However, it still begs the question: What is graphene?

What Is Graphene?

If the term graphene sounds familiar to you, that’s because it probably is. It has an atomic structure identical to graphite, the type of material commonly used in pencils.

Graphene is one atom thick, which means it’s one of the thinnest and lightest materials on the planet. It is a two-dimensional crystal, the first in scientific history actually, and its properties are what make it so promising. Graphene is thin, light and remarkably strong — so strong, in fact, that it is both harder than diamond and about 200 times stronger than steel. It’s impermeable to gasses and liquids, despite its size. In addition, it is transparent, incredibly flexible and works extremely well as a conductor — even better than copper.

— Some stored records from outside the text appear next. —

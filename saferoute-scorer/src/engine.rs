//! The safety scoring engine.

use std::sync::{Arc, Mutex, PoisonError};
use std::time::Instant;

use log::{debug, info};
use saferoute_core::{
    Clock, CrimeDataSource, FactorFlags, GridCellId, Location, Route, RouteSegment, SafetyScore,
    ScoringError, SystemClock, TimeContext,
};

use crate::assessment::{
    LocationAssessment, ScoreMetadata, alerts, confidence_factors, explain_location,
    recommendations,
};
use crate::cache::{CacheEntry, CachePoisoned, QuantizedKey, ScoreCache, SweepReport};
use crate::components::{CellSummary, compute_components, confidence_level};
use crate::config::EngineConfig;
use crate::environment::{EnvironmentProvider, SimulatedEnvironment};
use crate::error::RefreshError;
use crate::refresher::RefreshWorker;
use crate::route::aggregate_route_scores;

/// Tag reported when the caller supplied lighting or neighbourhood data.
const LOCATION_METADATA_SOURCE: &str = "location_metadata";
/// Tag reported when the caller supplied a time context.
const TIME_CONTEXT_SOURCE: &str = "time_context";

/// Scores locations and routes from a [`CrimeDataSource`].
///
/// The engine owns a real-time score cache and, once started, a background
/// worker that keeps cached time factors current. Dropping the engine stops
/// the worker.
///
/// # Examples
/// ```
/// use saferoute_core::{CrimeDataSource, CrimeRecord, DataInitializationError, FactorFlags, GeoPoint, Location};
/// use saferoute_scorer::{EngineConfig, SafetyScoringEngine};
/// use std::sync::Arc;
///
/// struct Empty;
///
/// impl CrimeDataSource for Empty {
///     fn records_at(&self, _: &GeoPoint) -> Result<Vec<Arc<CrimeRecord>>, DataInitializationError> {
///         Ok(Vec::new())
///     }
///     fn risky_records_within(&self, _: &GeoPoint, _: f64) -> Result<Vec<Arc<CrimeRecord>>, DataInitializationError> {
///         Ok(Vec::new())
///     }
/// }
///
/// let engine = SafetyScoringEngine::new(Empty, EngineConfig::default());
/// let location = Location::new(37.7749, -122.4194)?;
/// let assessment = engine.score_location(&location, None, FactorFlags::default())?;
/// // Every component takes its default: 0.4*70 + 0.3*80 + 0.2*70 + 0.1*80.
/// assert_eq!(assessment.score.overall, 74);
/// # Ok::<(), Box<dyn std::error::Error>>(())
/// ```
pub struct SafetyScoringEngine<S> {
    source: S,
    config: EngineConfig,
    clock: Arc<dyn Clock>,
    environment: Arc<dyn EnvironmentProvider>,
    cache: Arc<ScoreCache>,
    worker: Mutex<Option<RefreshWorker>>,
}

impl<S: CrimeDataSource> SafetyScoringEngine<S> {
    /// Create an engine using the system clock and simulated environment.
    #[must_use]
    pub fn new(source: S, config: EngineConfig) -> Self {
        let clock: Arc<dyn Clock> = Arc::new(SystemClock);
        let environment: Arc<dyn EnvironmentProvider> = Arc::new(SimulatedEnvironment);
        let cache = Self::build_cache(&config, &clock, &environment);
        Self {
            source,
            config,
            clock,
            environment,
            cache,
            worker: Mutex::new(None),
        }
    }

    fn build_cache(
        config: &EngineConfig,
        clock: &Arc<dyn Clock>,
        environment: &Arc<dyn EnvironmentProvider>,
    ) -> Arc<ScoreCache> {
        Arc::new(ScoreCache::new(
            Arc::clone(clock),
            Arc::clone(environment),
            config.weights,
            config.cache_ttl,
        ))
    }

    /// Replace the clock. Clears the real-time cache.
    #[must_use]
    pub fn with_clock(mut self, clock: Arc<dyn Clock>) -> Self {
        self.stop_worker();
        self.cache = Self::build_cache(&self.config, &clock, &self.environment);
        self.clock = clock;
        self
    }

    /// Replace the environment provider. Clears the real-time cache.
    #[must_use]
    pub fn with_environment(mut self, environment: Arc<dyn EnvironmentProvider>) -> Self {
        self.stop_worker();
        self.cache = Self::build_cache(&self.config, &self.clock, &environment);
        self.environment = environment;
        self
    }

    /// Active configuration.
    #[must_use]
    pub const fn config(&self) -> &EngineConfig {
        &self.config
    }

    /// The backing data source.
    #[must_use]
    pub const fn source(&self) -> &S {
        &self.source
    }

    /// Score one location.
    ///
    /// # Errors
    /// Returns [`ScoringError::InvalidInput`] for invalid coordinates and
    /// [`ScoringError::DataInitialization`] when the crime dataset could not
    /// be built. A cell without records is scored from defaults.
    pub fn score_location(
        &self,
        location: &Location,
        time_context: Option<&TimeContext>,
        flags: FactorFlags,
    ) -> Result<LocationAssessment, ScoringError> {
        let started = Instant::now();
        location.validate()?;
        let records = self.source.records_at(&location.point)?;
        let summary = CellSummary::from_records(&records);
        let score = self.compute_score(location, summary.as_ref(), time_context, &flags);

        let cell = GridCellId::containing(&location.point);
        let mut nearby = self
            .source
            .risky_records_within(&location.point, self.config.nearby_risk_radius_km)?;
        nearby.retain(|r| r.grid_cell_id != cell);

        let mut data_sources_used = Vec::new();
        if summary.is_some() {
            data_sources_used.push(self.source.source_name().to_owned());
        }
        if location.lighting_level.is_some() || location.neighborhood.is_some() {
            data_sources_used.push(LOCATION_METADATA_SOURCE.to_owned());
        }
        if time_context.is_some() {
            data_sources_used.push(TIME_CONTEXT_SOURCE.to_owned());
        }
        let today = self.clock.now().date();
        Ok(LocationAssessment {
            recommendations: recommendations(&score, summary.as_ref(), time_context, &flags),
            alerts: alerts(
                summary.as_ref(),
                &nearby,
                self.config.nearby_risk_radius_km,
                time_context,
            ),
            metadata: ScoreMetadata {
                calculation_time_ms: elapsed_ms(started),
                data_sources_used,
                confidence_factors: confidence_factors(&score, summary.as_ref(), today),
            },
            score,
        })
    }

    fn compute_score(
        &self,
        location: &Location,
        summary: Option<&CellSummary>,
        time_context: Option<&TimeContext>,
        flags: &FactorFlags,
    ) -> SafetyScore {
        let now = self.clock.now();
        let weights = &self.config.weights;
        let components = compute_components(location, summary, time_context, flags);
        let mut score = SafetyScore {
            overall: components.weighted_overall_with(weights),
            components,
            historical_incidents: summary.map_or(0, |s| s.total_incidents),
            confidence_level: confidence_level(summary, &components, now.date()),
            explanation: String::new(),
            factors: components.factors(weights),
            environmental_adjustment: 0,
            last_calculated: now,
        };
        score.explanation = explain_location(&score, summary);
        score
    }

    /// Score every segment at its midpoint and aggregate the route.
    ///
    /// Returns a copy of `route` with each segment's and the route's
    /// `safety_score` filled in. Segments are scored with the route's travel
    /// mode.
    ///
    /// # Errors
    /// Returns [`ScoringError::InvalidInput`] for an empty route, invalid
    /// endpoints or a negative or non-finite distance, and any error raised
    /// while scoring a segment.
    pub fn score_route(
        &self,
        route: &Route,
        time_context: Option<&TimeContext>,
    ) -> Result<Route, ScoringError> {
        route.validate()?;
        let flags = FactorFlags::default().with_travel_mode(route.travel_mode);
        let mut scored = route.clone();
        for segment in &mut scored.segments {
            let location = segment_location(segment);
            let assessment = self.score_location(&location, time_context, flags)?;
            segment.safety_score = Some(assessment.score);
        }
        scored.safety_score = aggregate_route_scores(
            scored
                .segments
                .iter()
                .filter_map(|s| s.safety_score.as_ref().map(|score| (s.distance_m, score))),
            &self.config.weights,
            self.clock.now(),
        );
        debug!(
            "scored route {} ({} segments)",
            scored.id,
            scored.segments.len()
        );
        Ok(scored)
    }

    /// Real-time score for `location`, served from the cache when fresh.
    ///
    /// A miss, an expired entry or `force_refresh` runs the full algorithm
    /// at `time_context`, or at the engine clock's current time when no
    /// context is given. A cache hit, like a background sweep, recomputes
    /// the time factor and environmental adjustment against the clock.
    ///
    /// # Errors
    /// Returns [`ScoringError::InvalidInput`] for invalid coordinates,
    /// [`ScoringError::DataInitialization`] when the dataset could not be
    /// built on a miss, and [`ScoringError::Computation`] when the cache lock
    /// was poisoned.
    pub fn get_real_time_score(
        &self,
        location: &Location,
        time_context: Option<&TimeContext>,
        force_refresh: bool,
    ) -> Result<SafetyScore, ScoringError> {
        location.validate()?;
        let key = QuantizedKey::from_point(&location.point);
        let now = self.cache.now();
        let poisoned = |_: CachePoisoned| ScoringError::Computation {
            lat: location.point.lat,
            lng: location.point.lng,
            reason: "score cache lock poisoned".to_owned(),
        };

        if !force_refresh
            && let Some(entry) = self.cache.live_entry(key, now).map_err(poisoned)?
        {
            let score = self.cache.refresh(&entry, now);
            if !self
                .cache
                .write_back(key, entry.created_at, &score)
                .map_err(poisoned)?
            {
                debug!("cached score for {key:?} was replaced during refresh");
            }
            return Ok(score);
        }
        debug!("real-time cache miss for {key:?} (forced: {force_refresh})");

        let context = time_context.copied().unwrap_or_else(|| TimeContext::new(now));
        let flags = FactorFlags::default();
        let records = self.source.records_at(&location.point)?;
        let summary = CellSummary::from_records(&records);
        let base = self.compute_score(location, summary.as_ref(), Some(&context), &flags);
        let mut entry = CacheEntry {
            point: location.point,
            current: base.clone(),
            base,
            overnight_probability: summary.and_then(|s| s.overnight_probability),
            time_enabled: flags.time,
            is_holiday: context.is_holiday,
            created_at: now,
            expires_at: self.cache.expiry_for(now),
        };
        let score = self.cache.evaluate(&entry, &context, now);
        entry.current = score.clone();
        self.cache.insert(key, entry).map_err(poisoned)?;
        Ok(score)
    }

    /// Most recent cached real-time score for `location`, without
    /// refreshing it or checking expiry.
    #[must_use]
    pub fn cached_score(&self, location: &Location) -> Option<SafetyScore> {
        self.cache.peek(QuantizedKey::from_point(&location.point))
    }

    /// Run one cache sweep synchronously.
    pub fn sweep_cache(&self) -> SweepReport {
        self.cache.sweep()
    }

    /// Number of cached real-time scores, expired ones included until the
    /// next sweep.
    #[must_use]
    pub fn cache_len(&self) -> usize {
        self.cache.len()
    }

    /// Drop every cached real-time score.
    pub fn clear_cache(&self) {
        self.cache.clear();
    }

    /// Start the background sweep worker. Does nothing when it is running.
    ///
    /// # Errors
    /// Returns [`RefreshError::Spawn`] when the worker thread cannot be
    /// created.
    pub fn start_background_refresh(&self) -> Result<(), RefreshError> {
        let mut slot = self.worker.lock().unwrap_or_else(PoisonError::into_inner);
        if slot.is_some() {
            debug!("cache refresh worker already running");
            return Ok(());
        }
        *slot = Some(RefreshWorker::spawn(
            Arc::clone(&self.cache),
            self.config.sweep_interval,
        )?);
        Ok(())
    }

    /// Stop the background sweep worker. Does nothing when it is idle.
    pub fn stop_background_refresh(&self) {
        let worker = self
            .worker
            .lock()
            .unwrap_or_else(PoisonError::into_inner)
            .take();
        if let Some(worker) = worker {
            worker.stop();
        }
    }

    /// Whether the background sweep worker is running.
    #[must_use]
    pub fn is_refreshing(&self) -> bool {
        self.worker
            .lock()
            .unwrap_or_else(PoisonError::into_inner)
            .is_some()
    }
}

impl<S> SafetyScoringEngine<S> {
    fn stop_worker(&mut self) {
        let slot = self.worker.get_mut().unwrap_or_else(PoisonError::into_inner);
        if let Some(worker) = slot.take() {
            info!("stopping cache refresh worker");
            worker.stop();
        }
    }
}

impl<S> Drop for SafetyScoringEngine<S> {
    fn drop(&mut self) {
        self.stop_worker();
    }
}

/// Location at which a segment is scored: its midpoint, carrying the
/// start's neighbourhood and the mean of any endpoint lighting levels.
fn segment_location(segment: &RouteSegment) -> Location {
    let mut location = Location::from_point(segment.midpoint());
    location.neighborhood.clone_from(&segment.start.neighborhood);
    location.lighting_level = match (segment.start.lighting_level, segment.end.lighting_level) {
        (Some(a), Some(b)) => Some(mean_of_two(a, b)),
        (Some(v), None) | (None, Some(v)) => Some(v),
        (None, None) => None,
    };
    location
}

#[expect(clippy::float_arithmetic, reason = "midpoint lighting")]
fn mean_of_two(a: f64, b: f64) -> f64 {
    (a + b) / 2.0
}

#[expect(clippy::float_arithmetic, reason = "seconds to milliseconds")]
fn elapsed_ms(started: Instant) -> f64 {
    started.elapsed().as_secs_f64() * 1_000.0
}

Furthermore, silicone has been called the next generation semiconductor because it offers many benefits over other materials. If the recent discoveries about graphene are true, however, it would take the cake, especially considering how conductive it is.

With all of those benefits, it’s impossible to shrug away the incredible potential of this material.

Just imagine what wearable technology, mobile technology and the future of technology as a whole have to gain from a substance like this. It’s so thin and transparent, it could theoretically be used to attach paper-thin interactive displays to pretty much anything, even fabric.

How Can It Be Used to Harvest Hydrogen?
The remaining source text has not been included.